Work task:
Take the lines from the beginning of the data below through the line holding "use std::path::PathBuf;" and return exactly those.

======

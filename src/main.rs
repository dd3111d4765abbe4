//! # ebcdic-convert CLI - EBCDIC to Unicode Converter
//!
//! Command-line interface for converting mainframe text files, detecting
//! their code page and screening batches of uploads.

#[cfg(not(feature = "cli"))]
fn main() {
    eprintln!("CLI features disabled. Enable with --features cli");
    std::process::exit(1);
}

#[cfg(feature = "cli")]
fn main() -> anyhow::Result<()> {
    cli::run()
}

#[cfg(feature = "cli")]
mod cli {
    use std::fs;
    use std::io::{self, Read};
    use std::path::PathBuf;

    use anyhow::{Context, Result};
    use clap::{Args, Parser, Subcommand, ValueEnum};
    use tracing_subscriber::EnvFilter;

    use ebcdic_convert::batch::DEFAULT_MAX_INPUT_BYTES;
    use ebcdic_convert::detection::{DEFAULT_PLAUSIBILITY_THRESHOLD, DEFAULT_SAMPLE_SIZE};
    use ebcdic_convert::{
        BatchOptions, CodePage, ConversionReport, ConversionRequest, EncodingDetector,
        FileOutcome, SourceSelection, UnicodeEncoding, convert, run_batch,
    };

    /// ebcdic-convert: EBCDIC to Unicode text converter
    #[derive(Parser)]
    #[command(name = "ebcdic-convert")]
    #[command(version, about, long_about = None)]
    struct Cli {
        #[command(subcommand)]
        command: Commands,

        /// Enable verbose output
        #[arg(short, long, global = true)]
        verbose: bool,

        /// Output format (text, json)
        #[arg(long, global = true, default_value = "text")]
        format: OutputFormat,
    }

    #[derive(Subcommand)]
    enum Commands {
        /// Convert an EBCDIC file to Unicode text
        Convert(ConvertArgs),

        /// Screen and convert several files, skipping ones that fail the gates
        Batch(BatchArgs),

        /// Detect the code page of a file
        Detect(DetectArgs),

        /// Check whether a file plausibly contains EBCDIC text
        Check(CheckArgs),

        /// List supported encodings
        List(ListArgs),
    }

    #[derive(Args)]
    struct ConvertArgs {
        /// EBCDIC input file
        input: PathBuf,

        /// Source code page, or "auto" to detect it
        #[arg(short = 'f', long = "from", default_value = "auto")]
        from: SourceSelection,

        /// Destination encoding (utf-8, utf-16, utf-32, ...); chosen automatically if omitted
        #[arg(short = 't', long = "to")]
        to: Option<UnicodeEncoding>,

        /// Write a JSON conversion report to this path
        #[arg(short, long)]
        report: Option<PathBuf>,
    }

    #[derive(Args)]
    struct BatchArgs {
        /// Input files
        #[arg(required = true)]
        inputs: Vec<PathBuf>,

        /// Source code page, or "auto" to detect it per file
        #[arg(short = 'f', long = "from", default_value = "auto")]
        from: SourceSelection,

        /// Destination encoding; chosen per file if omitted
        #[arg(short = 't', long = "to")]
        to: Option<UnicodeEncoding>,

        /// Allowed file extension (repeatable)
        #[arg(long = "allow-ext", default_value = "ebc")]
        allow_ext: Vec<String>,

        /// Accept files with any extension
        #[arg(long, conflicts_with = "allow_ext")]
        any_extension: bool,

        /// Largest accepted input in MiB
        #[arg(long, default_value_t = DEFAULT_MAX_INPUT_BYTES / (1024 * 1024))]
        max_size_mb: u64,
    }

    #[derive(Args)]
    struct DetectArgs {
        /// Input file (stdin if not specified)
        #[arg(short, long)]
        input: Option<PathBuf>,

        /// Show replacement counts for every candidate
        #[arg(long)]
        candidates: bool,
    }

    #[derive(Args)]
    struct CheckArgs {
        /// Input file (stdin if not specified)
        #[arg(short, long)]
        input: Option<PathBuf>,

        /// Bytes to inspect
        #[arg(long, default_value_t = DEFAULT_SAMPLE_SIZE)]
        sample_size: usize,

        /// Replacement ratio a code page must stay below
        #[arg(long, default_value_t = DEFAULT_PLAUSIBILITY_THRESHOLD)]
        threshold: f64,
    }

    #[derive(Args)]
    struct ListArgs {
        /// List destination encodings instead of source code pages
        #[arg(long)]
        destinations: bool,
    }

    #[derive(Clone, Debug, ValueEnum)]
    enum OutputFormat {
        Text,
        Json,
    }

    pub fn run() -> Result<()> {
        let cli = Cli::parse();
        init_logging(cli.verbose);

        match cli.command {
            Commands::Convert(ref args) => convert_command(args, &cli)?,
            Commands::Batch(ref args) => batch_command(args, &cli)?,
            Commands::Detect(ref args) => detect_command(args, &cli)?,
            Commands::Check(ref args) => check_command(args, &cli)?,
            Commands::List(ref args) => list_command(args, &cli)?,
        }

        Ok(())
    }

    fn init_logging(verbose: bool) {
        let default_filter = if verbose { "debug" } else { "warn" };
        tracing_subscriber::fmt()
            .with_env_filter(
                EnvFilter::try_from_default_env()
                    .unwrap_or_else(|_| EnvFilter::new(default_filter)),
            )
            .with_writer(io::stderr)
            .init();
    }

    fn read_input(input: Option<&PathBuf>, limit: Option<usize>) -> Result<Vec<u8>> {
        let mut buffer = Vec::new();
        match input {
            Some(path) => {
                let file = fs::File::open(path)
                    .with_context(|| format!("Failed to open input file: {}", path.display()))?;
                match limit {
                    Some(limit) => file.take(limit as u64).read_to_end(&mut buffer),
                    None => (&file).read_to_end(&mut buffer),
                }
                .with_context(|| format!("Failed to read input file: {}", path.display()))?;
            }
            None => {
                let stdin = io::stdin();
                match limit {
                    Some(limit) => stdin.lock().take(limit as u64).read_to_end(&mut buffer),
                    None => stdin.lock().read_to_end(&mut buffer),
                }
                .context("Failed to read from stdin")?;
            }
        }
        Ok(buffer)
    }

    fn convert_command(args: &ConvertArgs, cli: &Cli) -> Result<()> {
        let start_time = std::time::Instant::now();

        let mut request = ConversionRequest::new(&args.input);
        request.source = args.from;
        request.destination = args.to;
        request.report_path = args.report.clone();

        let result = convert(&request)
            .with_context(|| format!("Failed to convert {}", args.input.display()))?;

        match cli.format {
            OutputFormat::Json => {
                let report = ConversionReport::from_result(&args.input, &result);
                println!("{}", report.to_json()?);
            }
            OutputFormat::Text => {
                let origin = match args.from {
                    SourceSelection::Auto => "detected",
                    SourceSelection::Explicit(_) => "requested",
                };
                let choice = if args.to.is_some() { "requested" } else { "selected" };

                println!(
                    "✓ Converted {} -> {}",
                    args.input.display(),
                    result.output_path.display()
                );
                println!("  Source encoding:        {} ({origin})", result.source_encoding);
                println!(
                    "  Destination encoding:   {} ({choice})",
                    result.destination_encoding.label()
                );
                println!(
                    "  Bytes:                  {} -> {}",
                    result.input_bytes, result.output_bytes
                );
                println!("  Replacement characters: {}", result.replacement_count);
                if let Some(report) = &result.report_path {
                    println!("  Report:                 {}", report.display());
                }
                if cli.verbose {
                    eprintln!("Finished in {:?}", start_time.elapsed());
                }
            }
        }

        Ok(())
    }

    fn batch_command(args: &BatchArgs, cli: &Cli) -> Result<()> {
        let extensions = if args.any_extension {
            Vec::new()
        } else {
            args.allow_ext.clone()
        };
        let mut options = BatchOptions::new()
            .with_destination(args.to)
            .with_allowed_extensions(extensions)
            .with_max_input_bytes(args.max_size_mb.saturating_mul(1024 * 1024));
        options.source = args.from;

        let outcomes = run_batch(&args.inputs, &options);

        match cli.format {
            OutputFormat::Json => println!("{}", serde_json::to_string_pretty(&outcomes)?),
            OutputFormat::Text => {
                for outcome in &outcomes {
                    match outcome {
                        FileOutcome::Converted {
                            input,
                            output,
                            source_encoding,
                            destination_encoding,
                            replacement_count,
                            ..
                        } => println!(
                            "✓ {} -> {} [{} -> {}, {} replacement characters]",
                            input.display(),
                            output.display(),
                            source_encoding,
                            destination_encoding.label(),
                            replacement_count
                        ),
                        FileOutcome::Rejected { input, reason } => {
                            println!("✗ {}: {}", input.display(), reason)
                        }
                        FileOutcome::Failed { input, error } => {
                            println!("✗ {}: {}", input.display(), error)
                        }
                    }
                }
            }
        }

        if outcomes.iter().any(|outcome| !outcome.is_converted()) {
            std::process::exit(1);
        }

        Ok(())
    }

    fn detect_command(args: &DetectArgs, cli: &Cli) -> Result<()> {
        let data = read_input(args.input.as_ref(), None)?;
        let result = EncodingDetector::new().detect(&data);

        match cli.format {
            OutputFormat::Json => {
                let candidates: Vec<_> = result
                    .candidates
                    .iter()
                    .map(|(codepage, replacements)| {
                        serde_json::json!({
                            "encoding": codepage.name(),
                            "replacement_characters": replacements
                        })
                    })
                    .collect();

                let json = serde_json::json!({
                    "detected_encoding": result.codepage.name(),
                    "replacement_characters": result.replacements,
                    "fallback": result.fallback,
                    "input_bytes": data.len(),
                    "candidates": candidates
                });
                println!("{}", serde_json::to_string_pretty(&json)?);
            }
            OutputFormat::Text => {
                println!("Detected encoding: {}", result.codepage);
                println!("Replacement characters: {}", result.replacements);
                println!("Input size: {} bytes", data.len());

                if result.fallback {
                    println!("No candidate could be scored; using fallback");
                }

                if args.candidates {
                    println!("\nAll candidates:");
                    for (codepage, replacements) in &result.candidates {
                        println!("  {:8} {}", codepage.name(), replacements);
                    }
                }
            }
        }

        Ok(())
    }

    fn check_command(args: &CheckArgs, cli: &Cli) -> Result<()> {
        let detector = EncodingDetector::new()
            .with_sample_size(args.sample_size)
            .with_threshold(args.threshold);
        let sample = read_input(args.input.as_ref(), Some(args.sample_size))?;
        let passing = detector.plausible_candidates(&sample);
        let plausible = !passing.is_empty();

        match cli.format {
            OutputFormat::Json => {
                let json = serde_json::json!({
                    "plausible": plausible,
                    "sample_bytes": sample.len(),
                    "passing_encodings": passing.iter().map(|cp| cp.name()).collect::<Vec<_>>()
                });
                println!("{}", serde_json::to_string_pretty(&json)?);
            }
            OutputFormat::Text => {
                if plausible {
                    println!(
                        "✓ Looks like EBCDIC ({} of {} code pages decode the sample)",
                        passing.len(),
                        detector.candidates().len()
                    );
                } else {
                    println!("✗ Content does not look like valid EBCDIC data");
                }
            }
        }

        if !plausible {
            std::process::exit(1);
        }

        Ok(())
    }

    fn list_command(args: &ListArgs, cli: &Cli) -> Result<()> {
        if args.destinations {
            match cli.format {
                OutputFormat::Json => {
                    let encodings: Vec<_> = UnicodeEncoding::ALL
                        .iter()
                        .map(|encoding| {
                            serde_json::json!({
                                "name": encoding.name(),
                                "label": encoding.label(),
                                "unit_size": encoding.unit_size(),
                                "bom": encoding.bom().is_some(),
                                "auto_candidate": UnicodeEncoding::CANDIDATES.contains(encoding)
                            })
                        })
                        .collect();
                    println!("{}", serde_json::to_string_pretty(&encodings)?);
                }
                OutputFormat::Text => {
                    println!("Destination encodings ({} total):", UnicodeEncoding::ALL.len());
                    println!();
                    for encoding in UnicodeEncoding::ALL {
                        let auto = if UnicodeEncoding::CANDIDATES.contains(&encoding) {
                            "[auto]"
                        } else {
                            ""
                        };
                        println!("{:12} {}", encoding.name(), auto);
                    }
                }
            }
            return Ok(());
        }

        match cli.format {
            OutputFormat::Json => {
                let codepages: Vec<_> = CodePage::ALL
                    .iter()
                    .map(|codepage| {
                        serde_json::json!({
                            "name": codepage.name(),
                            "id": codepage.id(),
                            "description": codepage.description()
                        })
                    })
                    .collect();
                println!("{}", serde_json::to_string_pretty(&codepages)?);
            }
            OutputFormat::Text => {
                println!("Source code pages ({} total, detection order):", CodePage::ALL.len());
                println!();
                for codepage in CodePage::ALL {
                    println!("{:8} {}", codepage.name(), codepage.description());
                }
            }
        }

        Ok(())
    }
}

======

Reply to the exercise:
filename src/main.rs
repository dd3111d4765abbe4
//! # ebcdic-convert CLI - EBCDIC to Unicode Converter
//!
//! Command-line interface for converting mainframe text files, detecting
//! their code page and screening batches of uploads.

#[cfg(not(feature = "cli"))]
fn main() {
    eprintln!("CLI features disabled. Enable with --features cli");
    std::process::exit(1);
}

#[cfg(feature = "cli")]
fn main() -> anyhow::Result<()> {
    cli::run()
}

#[cfg(feature = "cli")]
mod cli {
    use std::fs;
    use std::io::{self, Read};
    use std::path::PathBuf;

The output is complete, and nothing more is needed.